WINDSOR, England - Not many of us exercise with an 80-pound dumbbell. Even fewer drop one on their finger and still make it to the Olympics.
Perhaps only Mark de Jonge can lay claim to both.
Restored to health, the muscular 28-year-old from Halifax opens his Olympic campaign on Friday in the K-1 200-metre heats.
His Olympic dream seemed over in mid-April when he broke the middle finger of his left hand in the gym just three weeks ahead of the Canadian Olympic trials at Lake Lanier, Ga.
He was doing a dumbbell bench press on one side when he lost his balance.
"It was kind of a freak accident," he said. "I've done (that exercise) so many times before."
He put his hand down on the ground for balance, having to throw the weight away to do so. Unfortunately it did not go as far as he had planned.
One side of the dumbbell hit the ground. The other smashed his hand.
The good news was that it was a small break and the bone wasn't displaced.
But at the time — the accident during a training camp in Indian Harbour Beach, Fla. — he feared missing out on London. Given he had left the sport after not making the Beijing team, that possibility was especially painful.
"There was a whole lot of thoughts happening at one time, I couldn't really pick one but that was definitely one of them," he said. "I'm just really glad that it all worked out."
He remembers waiting for the X-rays fervently hoping his hand was just bruised.
"The doctor just came in and bluntly said 'Yup, you won't be paddling for six to eight weeks.' I just sank down into the chair. But I had a whole bunch of people looking after me ... Just knowing that there was so many people that were the best at who they do, all behind me, gave me a lot of confidence going through that."
His finger was put in a splint. The next day, de Jonge was pondering braces that might help him paddle with the injury.
On his phone, de Jonge carries a picture showing at least a dozen kinds of braces.
"I was basically freaking out, saying 'I need to do this. It's going to hurt but I have to do it,'" he conceded. "The brace ended up not really working because the slightest pressure ended up hurting me."
He went home to Halifax and did what he could to stay in shape. He was told that if he worked one side of his body, he'd get a 60 per cent gain on the other side.
"So I just worked 60 per cent harder on that one side," he said. "Made up to 100 per cent on my left side."
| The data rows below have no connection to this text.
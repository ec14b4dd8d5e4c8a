use serde_json::json;

use super::*;
use crate::geometry::Size;

fn c(x: f64, y: f64) -> Coordinate {
    Coordinate::new(x, y)
}

fn frame(event: &str, data: Value) -> Frame {
    Frame::new("f-1", 0, event, data)
}

// =============================================================
// Outbound
// =============================================================

#[test]
fn outbound_event_names() {
    let line = Line::new(c(0.0, 0.0), c(1.0, 1.0), "#000");
    let events: Vec<&str> = [
        Outbound::Bounds(Bounds::default()),
        Outbound::Cursor(Coordinate::ZERO),
        Outbound::Line(line),
        Outbound::Name("n".to_owned()),
        Outbound::Color("#fff".to_owned()),
        Outbound::Message("hi".to_owned()),
    ]
    .iter()
    .map(Outbound::event)
    .collect();
    assert_eq!(events, vec!["bounds", "cursor", "line", "name", "color", "message"]);
}

#[test]
fn bounds_payload_has_lower_and_upper() {
    let bounds = Bounds::from_location(Coordinate::ZERO, Size::new(800.0, 600.0));
    let payload = Outbound::Bounds(bounds).payload();
    assert_eq!(payload, json!({"lower": {"x": 0.0, "y": 0.0}, "upper": {"x": 800.0, "y": 600.0}}));
}

#[test]
fn string_events_carry_bare_strings() {
    assert_eq!(Outbound::Message("hi".to_owned()).payload(), json!("hi"));
    assert_eq!(Outbound::Name("ada".to_owned()).payload(), json!("ada"));
    assert_eq!(Outbound::Color("#123".to_owned()).payload(), json!("#123"));
}

#[test]
fn outbound_frames_get_unique_ids() {
    let a = Outbound::Cursor(c(1.0, 2.0)).to_frame();
    let b = Outbound::Cursor(c(1.0, 2.0)).to_frame();
    assert_ne!(a.id, b.id);
    assert_eq!(a.event, "cursor");
    assert_eq!(a.data, json!({"x": 1.0, "y": 2.0}));
}

// =============================================================
// Inbound
// =============================================================

#[test]
fn decodes_name() {
    let event = Inbound::from_frame(&frame("name", json!("guest-42"))).expect("name");
    assert_eq!(event, Inbound::Name("guest-42".to_owned()));
}

#[test]
fn decodes_users_snapshot() {
    let event = Inbound::from_frame(&frame(
        "users",
        json!([{"id": "u1", "name": "bob", "color": "#f00", "cursor": {"x": 5, "y": 6}}]),
    ))
    .expect("users");
    let Inbound::Users(users) = event else {
        panic!("expected users, got {event:?}");
    };
    assert_eq!(users.len(), 1);
    assert_eq!(users[0].cursor, c(5.0, 6.0));
}

#[test]
fn decodes_chunk_with_lines() {
    let event = Inbound::from_frame(&frame(
        "chunk",
        json!({
            "id": "0x0", "x": 0, "y": 0,
            "lines": [{"from": {"x": 1, "y": 1}, "to": {"x": 2, "y": 2}, "color": "#000"}]
        }),
    ))
    .expect("chunk");
    let Inbound::Chunk(chunk) = event else {
        panic!("expected chunk, got {event:?}");
    };
    assert_eq!(chunk.id, "0x0");
    assert_eq!(chunk.lines.len(), 1);
}

#[test]
fn decodes_line_with_chunk_id() {
    let event = Inbound::from_frame(&frame(
        "line",
        json!({"chunk": "1x0", "line": {"from": {"x": 10000, "y": 1}, "to": {"x": 10001, "y": 2}, "color": "#0f0"}}),
    ))
    .expect("line");
    assert_eq!(
        event,
        Inbound::Line {
            chunk_id: "1x0".to_owned(),
            line: Line::new(c(10_000.0, 1.0), c(10_001.0, 2.0), "#0f0"),
        }
    );
}

#[test]
fn decodes_history_and_single_message() {
    let history = Inbound::from_frame(&frame(
        "messages",
        json!([{"type": "join", "name": "a"}, {"type": "user", "name": "a", "color": "#000", "body": "hey"}]),
    ))
    .expect("messages");
    let Inbound::Messages(list) = history else {
        panic!("expected messages, got {history:?}");
    };
    assert_eq!(list.len(), 2);

    let single = Inbound::from_frame(&frame("message", json!({"type": "leave", "name": "a"}))).expect("message");
    assert_eq!(single, Inbound::Message(Message::leave("a")));
}

#[test]
fn unknown_event_is_an_error() {
    let err = Inbound::from_frame(&frame("teleport", json!({}))).expect_err("unknown");
    assert!(matches!(err, ProtocolError::UnknownEvent(ref name) if name == "teleport"));
}

#[test]
fn malformed_payload_is_an_error() {
    let err = Inbound::from_frame(&frame("chunk", json!({"id": 7}))).expect_err("bad chunk");
    assert!(matches!(err, ProtocolError::Payload { event: "chunk", .. }));
}

#[test]
fn inbound_frames_survive_the_wire_codec() {
    let event = Inbound::Line {
        chunk_id: "0x0".to_owned(),
        line: Line::new(c(1.0, 2.0), c(3.0, 4.0), "#abc"),
    };
    let bytes = frames::encode_frame(&event.to_frame());
    let decoded = frames::decode_frame(&bytes).expect("decode");
    assert_eq!(Inbound::from_frame(&decoded).expect("inbound"), event);
}

#[test]
fn unserializable_payload_falls_back_to_null() {
    let mut keyed = std::collections::BTreeMap::new();
    keyed.insert((1, 2), "tuple keys have no JSON form");
    assert_eq!(to_value(&keyed), Value::Null);
    assert_eq!(to_value(&c(1.0, 2.0)), json!({"x": 1.0, "y": 2.0}));
}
Four weeks later, he started doing light paddles on the water.
"It's 100 per cent now, which is surprising given that it was zero per cent a while again," he said. "I was at 100 per cent for (Olympic) trials at the end of June."
De Jonge had originally qualified an Olympic berth for Canada in the K-1 200 metres with his sixth-place finish at last year's world championships.
His federation delayed the trials to see who would be in that boat until de Jonge healed. In June, he won the last spot on the Olympic canoe-kayak team by defeating teammate Richard Dober Jr. in an unofficial world best time of 33.804.
The time does not count because it was not an international meet.
"But I mean it's an Olympic course (from 1996) and I've raced there many times before and never came close to that time, so for me it's a good feeling to know I can go that fast," de Jonge said.
The injury may have turned into a blessing. De Jonge says getting through it and then handling the pressure to perform to win his Olympic place in the delayed trials "was huge for me."
"It made me wake up every day thinking 'OK, I need to do everything that I can to get faster today.' And that's kind of stayed with me on the water now too."
At five foot 11 and weighing 188 pounds, de Jonge's upper body is an inverted slab of muscle.
He started kayaking at 13 but stepped back from the sport after failing to qualify for the 2008 Olympics.
Canadian coach Fred Jobin pulled him back some two years ago after it was decided that the 500-metre race would be replaced by the 200 metres at the Games. The distance has been contested at the worlds for more than a decade.
"Everything can happen," Jobin said of the shorter distance. "Small mistakes can make the difference."
While away from the sport, de Jonge finished his engineering degree at Dalhousie University and got a job with Stantec, an engineering consulting company. He's still with them, but has been on leave for the last year and a half to focus on the Olympics.
But he remains connected to his company.
"They're all really supporting me in a big way right now," he said.
De Jonge is no stranger to the Olympic venue. He won a bronze medal at the test event at Eton Dorney last September. But the London field is stacked and he says anything can happen in such a short race.
Meanwhile, coaches are still figuring out the 200 strategy, according to Jobin.
"You cannot maintain full speed for 30 seconds, it's impossible," he said.
The start is all-important, to get momentum for the boat. "But we're still trying to figure out what's the best race profile."
De Jonge, however, says the reality of the race is simple.
"You're going as hard as possible the whole time, but your speed starts to drop off. You just can't help that, you just fill up with lactic acid and slow down. But you're still going as hard as possible and it's still pretty fast," he explained.
"There's absolutely no pacing at all," he added. "It's just training yourself to go as fast as humanely possibly in that time."